France evokes a possible end of the vaccine pass from end of March, beginning of April

Eva Deschamps  / February 10, 2022

France believes that there are reasons to hope that at the end of March-beginning of April we can lift the vaccine pass, due to the improvement of the health situation, said Wednesday the French government spokesman Gabriel Attal. The level of hospitalized people remains very high, higher than the record we had in the spring of 2020, but in the projections we make (...), there are reasons to hope that at this time horizon the situation will have improved enough for us to be able to lift these final measures, he estimated. On the front of the contaminations, the frank fall, we are there, added the spokesman.
 
Alain Fischer, president of the Vaccine Strategy Advisory Board, said on Wednesday in front of the Senate that a lifting of the vaccine pass was possible by the end of March or early April if a series of conditions were met. From a scientific and medical point of view, we need a reduced incidence rate, we are at 2,500. Reduced means much less, at least 10 or 20 times less, but there are elements of context, giving you a figure would not make sense, he said.
  
He also spoke of the need for the current hospital overload to disappear, for hospitals to return to a state of normal operation and for non-Covid patients to be treated without delay.
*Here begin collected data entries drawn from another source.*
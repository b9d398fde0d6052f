use super::error::{RenderError, Result};
use super::lexer::{tokenize, Token};
use serde_json::Value;

/// Deepest nesting of parentheses, sequences, filter arguments and unary
/// operators accepted in one expression.
pub const MAX_NESTING: usize = 64;

/// Longest expression accepted, in tokens. Bounds operator chains, which
/// nest without parentheses.
pub const MAX_TOKENS: usize = 1024;

#[derive(Debug, Clone, PartialEq)]
pub enum BinaryOp {
    Eq,
    Ne,
    Lt,
    Le,
    Gt,
    Ge,
    In,
    NotIn,
    Add,
    Sub,
}

#[derive(Debug, Clone, PartialEq)]
pub enum Expr {
    Literal(Value),
    Var(String),
    Attr(Box<Expr>, String),
    Index(Box<Expr>, Box<Expr>),
    List(Vec<Expr>),
    Not(Box<Expr>),
    Neg(Box<Expr>),
    And(Box<Expr>, Box<Expr>),
    Or(Box<Expr>, Box<Expr>),
    Binary(BinaryOp, Box<Expr>, Box<Expr>),
    Filter {
        input: Box<Expr>,
        name: String,
        args: Vec<Expr>,
    },
}

/// Parse the inside of a `{{ ... }}` block.
pub fn parse(source: &str) -> Result<Expr> {
    let tokens = tokenize(source)?;
    let reason = if tokens.is_empty() {
        Some("empty expression".to_string())
    } else if tokens.len() > MAX_TOKENS {
        Some(format!("expression longer than {MAX_TOKENS} tokens"))
    } else {
        None
    };
    if let Some(reason) = reason {
        return Err(RenderError::Syntax {
            expr: source.to_string(),
            reason,
        });
    }

    let mut parser = Parser {
        source,
        tokens,
        pos: 0,
        depth: 0,
    };
    let expr = parser.or()?;
    if let Some(token) = parser.peek() {
        return Err(parser.error(format!("unexpected token {token:?}")));
    }
    Ok(expr)
}

struct Parser<'a> {
    source: &'a str,
    tokens: Vec<Token>,
    pos: usize,
    depth: usize,
}

impl Parser<'_> {
    fn peek(&self) -> Option<&Token> {
        self.tokens.get(self.pos)
    }

    fn peek_at(&self, offset: usize) -> Option<&Token> {
        self.tokens.get(self.pos + offset)
    }

    fn advance(&mut self) -> Option<Token> {
        let token = self.tokens.get(self.pos).cloned();
        self.pos += 1;
        token
    }

    fn eat(&mut self, expected: &Token) -> bool {
        if self.peek() == Some(expected) {
            self.pos += 1;
            true
        } else {
            false
        }
    }

    fn expect(&mut self, expected: &Token) -> Result<()> {
        if self.eat(expected) {
            Ok(())
        } else {
            Err(self.error(format!("expected {expected:?}")))
        }
    }

    fn error(&self, reason: String) -> RenderError {
        RenderError::Syntax {
            expr: self.source.to_string(),
            reason,
        }
    }

    /// Run `parse` one nesting level deeper.
    fn nested<T>(&mut self, parse: impl FnOnce(&mut Self) -> Result<T>) -> Result<T> {
        if self.depth >= MAX_NESTING {
            return Err(self.error(format!("nesting deeper than {MAX_NESTING} levels")));
        }
        self.depth += 1;
        let parsed = parse(self);
        self.depth -= 1;
        parsed
    }

    fn or(&mut self) -> Result<Expr> {
        let mut left = self.and()?;
        while self.eat(&Token::Or) {
            let right = self.and()?;
            left = Expr::Or(Box::new(left), Box::new(right));
        }
        Ok(left)
    }

    fn and(&mut self) -> Result<Expr> {
        let mut left = self.not()?;
        while self.eat(&Token::And) {
            let right = self.not()?;
            left = Expr::And(Box::new(left), Box::new(right));
        }
        Ok(left)
    }

    fn not(&mut self) -> Result<Expr> {
        if self.eat(&Token::Not) {
            return Ok(Expr::Not(Box::new(self.nested(Self::not)?)));
        }
        self.comparison()
    }

    fn comparison(&mut self) -> Result<Expr> {
        let left = self.additive()?;

        let op = match (self.peek(), self.peek_at(1)) {
            (Some(Token::Eq), _) => BinaryOp::Eq,
            (Some(Token::Ne), _) => BinaryOp::Ne,
            (Some(Token::Lt), _) => BinaryOp::Lt,
            (Some(Token::Le), _) => BinaryOp::Le,
            (Some(Token::Gt), _) => BinaryOp::Gt,
            (Some(Token::Ge), _) => BinaryOp::Ge,
            (Some(Token::In), _) => BinaryOp::In,
            (Some(Token::Not), Some(Token::In)) => {
                self.pos += 1;
                BinaryOp::NotIn
            }
            _ => return Ok(left),
        };
        self.pos += 1;

        let right = self.additive()?;
        Ok(Expr::Binary(op, Box::new(left), Box::new(right)))
    }

    fn additive(&mut self) -> Result<Expr> {
        let mut left = self.unary()?;
        loop {
            let op = match self.peek() {
                Some(Token::Plus) => BinaryOp::Add,
                Some(Token::Minus) => BinaryOp::Sub,
                _ => return Ok(left),
            };
            self.pos += 1;
            let right = self.unary()?;
            left = Expr::Binary(op, Box::new(left), Box::new(right));
        }
    }

    fn unary(&mut self) -> Result<Expr> {
        if self.eat(&Token::Minus) {
            return Ok(Expr::Neg(Box::new(self.nested(Self::unary)?)));
        }
        self.postfix()
    }

    fn postfix(&mut self) -> Result<Expr> {
        let mut expr = self.primary()?;
        loop {
            if self.eat(&Token::Dot) {
                expr = match self.advance() {
                    Some(Token::Ident(name)) => Expr::Attr(Box::new(expr), name),
                    Some(Token::Int(i)) => {
                        Expr::Index(Box::new(expr), Box::new(Expr::Literal(Value::from(i))))
                    }
                    other => return Err(self.error(format!("expected attribute, found {other:?}"))),
                };
            } else if self.eat(&Token::LBracket) {
                let index = self.nested(|p| {
                    let index = p.or()?;
                    p.expect(&Token::RBracket)?;
                    Ok(index)
                })?;
                expr = Expr::Index(Box::new(expr), Box::new(index));
            } else if self.eat(&Token::Pipe) {
                let name = match self.advance() {
                    Some(Token::Ident(name)) => name,
                    other => return Err(self.error(format!("expected filter name, found {other:?}"))),
                };
                let args = if self.eat(&Token::LParen) {
                    self.nested(|p| p.arguments(&Token::RParen))?
                } else {
                    Vec::new()
                };
                expr = Expr::Filter {
                    input: Box::new(expr),
                    name,
                    args,
                };
            } else {
                return Ok(expr);
            }
        }
    }

    fn primary(&mut self) -> Result<Expr> {
        match self.advance() {
            Some(Token::Ident(name)) => Ok(Expr::Var(name)),
            Some(Token::Int(i)) => Ok(Expr::Literal(Value::from(i))),
            Some(Token::Float(f)) => Ok(Expr::Literal(Value::from(f))),
            Some(Token::Str(s)) => Ok(Expr::Literal(Value::String(s))),
            Some(Token::Bool(b)) => Ok(Expr::Literal(Value::Bool(b))),
            Some(Token::Null) => Ok(Expr::Literal(Value::Null)),
            Some(Token::LParen) => self.nested(|p| {
                let inner = p.or()?;
                p.expect(&Token::RParen)?;
                Ok(inner)
            }),
            Some(Token::LBracket) => Ok(Expr::List(
                self.nested(|p| p.arguments(&Token::RBracket))?,
            )),
            Some(other) => Err(self.error(format!("unexpected token {other:?}"))),
            None => Err(self.error("unexpected end of expression".to_string())),
        }
    }

    /// Comma separated expressions up to `close`, which is consumed.
    fn arguments(&mut self, close: &Token) -> Result<Vec<Expr>> {
        let mut items = Vec::new();
        if self.eat(close) {
            return Ok(items);
        }
        loop {
            items.push(self.or()?);
            if self.eat(close) {
                return Ok(items);
            }
            self.expect(&Token::Comma)?;
        }
    }
}
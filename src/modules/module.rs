use super::error::{ModuleError, Result};
use super::params::parse_params;
use serde::{Deserialize, Serialize};
use serde_json::Value;
use std::collections::BTreeMap;
use std::fmt;

/// Module parameters. Strings after parsing, any JSON value after rendering.
pub type Params = BTreeMap<String, Value>;

/// A logical reference to a module executable plus its parameters.
#[derive(Debug, Clone, PartialEq, Serialize, Deserialize)]
pub struct Module {
    pub name: String,
    #[serde(default)]
    pub params: Params,
}

impl Module {
    /// Build a module from its name and a `k=v` argument string.
    pub fn new(name: &str, args: &str) -> Result<Self> {
        let name = name.trim();
        if !is_valid_name(name) {
            return Err(ModuleError::InvalidName {
                name: name.to_string(),
            });
        }

        let params = parse_params(args)?
            .into_iter()
            .map(|(k, v)| (k, Value::String(v)))
            .collect();

        Ok(Self {
            name: name.to_string(),
            params,
        })
    }

    /// Parse an `action` line: `module_name k=v ...`.
    pub fn from_action(action: &str) -> Result<Self> {
        let action = action.trim();
        let (name, args) = action
            .split_once(char::is_whitespace)
            .unwrap_or((action, ""));
        Self::new(name, args)
    }

    pub fn kind(&self) -> ModuleKind {
        ModuleKind::from_name(&self.name)
    }

    pub fn param_str(&self, key: &str) -> Option<&str> {
        self.params.get(key).and_then(Value::as_str)
    }
}

fn is_valid_name(name: &str) -> bool {
    !name.is_empty()
        && name != "."
        && name != ".."
        && name
            .chars()
            .all(|c| c.is_ascii_alphanumeric() || matches!(c, '_' | '.' | '-'))
}

/// Module variants with their own phase ordering.
#[derive(Debug, Clone, Copy, PartialEq, Eq, Hash, Serialize, Deserialize)]
#[serde(rename_all = "lowercase")]
pub enum ModuleKind {
    Default,
    Copy,
    Template,
}

impl ModuleKind {
    pub fn from_name(name: &str) -> Self {
        match name {
            "copy" => ModuleKind::Copy,
            "template" => ModuleKind::Template,
            _ => ModuleKind::Default,
        }
    }
}

impl fmt::Display for ModuleKind {
    fn fmt(&self, f: &mut fmt::Formatter<'_>) -> fmt::Result {
        let s = match self {
            ModuleKind::Default => "default",
            ModuleKind::Copy => "copy",
            ModuleKind::Template => "template",
        };
        f.write_str(s)
    }
}

#[cfg(test)]
mod tests {
    use super::*;

    #[test]
    fn test_new_module_parses_params() {
        let module = Module::new("shell", r#"cmd="ls -al" foo=bar"#).unwrap();
        assert_eq!(module.name, "shell");
        assert_eq!(module.param_str("cmd"), Some("ls -al"));
        assert_eq!(module.param_str("foo"), Some("bar"));
        assert_eq!(module.kind(), ModuleKind::Default);
    }

    #[test]
    fn test_from_action_splits_name() {
        let module = Module::from_action("copy src=a.txt dest=/tmp/a.txt").unwrap();
        assert_eq!(module.name, "copy");
        assert_eq!(module.kind(), ModuleKind::Copy);
        assert_eq!(module.param_str("dest"), Some("/tmp/a.txt"));

        let bare = Module::from_action("ping").unwrap();
        assert!(bare.params.is_empty());
    }

    #[test]
    fn test_invalid_names_rejected() {
        assert!(matches!(
            Module::new("../evil", ""),
            Err(ModuleError::InvalidName { .. })
        ));
        assert!(Module::new("", "").is_err());
    }
}
use thiserror::Error;

#[derive(Debug, Error, Clone, PartialEq)]
pub enum RenderError {
    #[error("Unbalanced template delimiters in '{template}'")]
    Unbalanced { template: String },

    #[error("Nested template delimiters in '{template}'")]
    Nested { template: String },

    #[error("Template syntax error in '{expr}': {reason}")]
    Syntax { expr: String, reason: String },

    #[error("'{name}' is undefined")]
    Undefined { name: String },

    #[error("Type error: {reason}")]
    Type { reason: String },

    #[error("Unknown filter '{name}'")]
    UnknownFilter { name: String },

    #[error("when must render to True or False, got '{value}'")]
    InvalidWhen { value: String },

    #[error("with_items must render to a sequence, got {kind}")]
    NotSequence { kind: String },
}

pub type Result<T> = std::result::Result<T, RenderError>;

impl From<RenderError> for crate::error::HenchmanError {
    fn from(err: RenderError) -> Self {
        use crate::error::{ErrorKind, Fields, HenchmanError};
        HenchmanError::from_error(ErrorKind::Render, err, Fields::new(), "")
    }
}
There is also a need for high booster vaccination coverage, he said.
 
Alain Fischer emphasized that the foresight exercise was a fragile field, but according to him it can go pretty fast, because the incidence decreases pretty fast.
 
Gabriel Attal agreed, indicating that the vaccine pass would be lifted as soon as the situation in the hospital is normalized, that is to say that there will no longer be a hospital under very high tension because of Covid. The number of deaths in France since the beginning of the epidemic was 133,614 as of Tuesday evening. More than 80% of the total population has received at least one injection of vaccine, while 78.5% is fully vaccinated with two doses.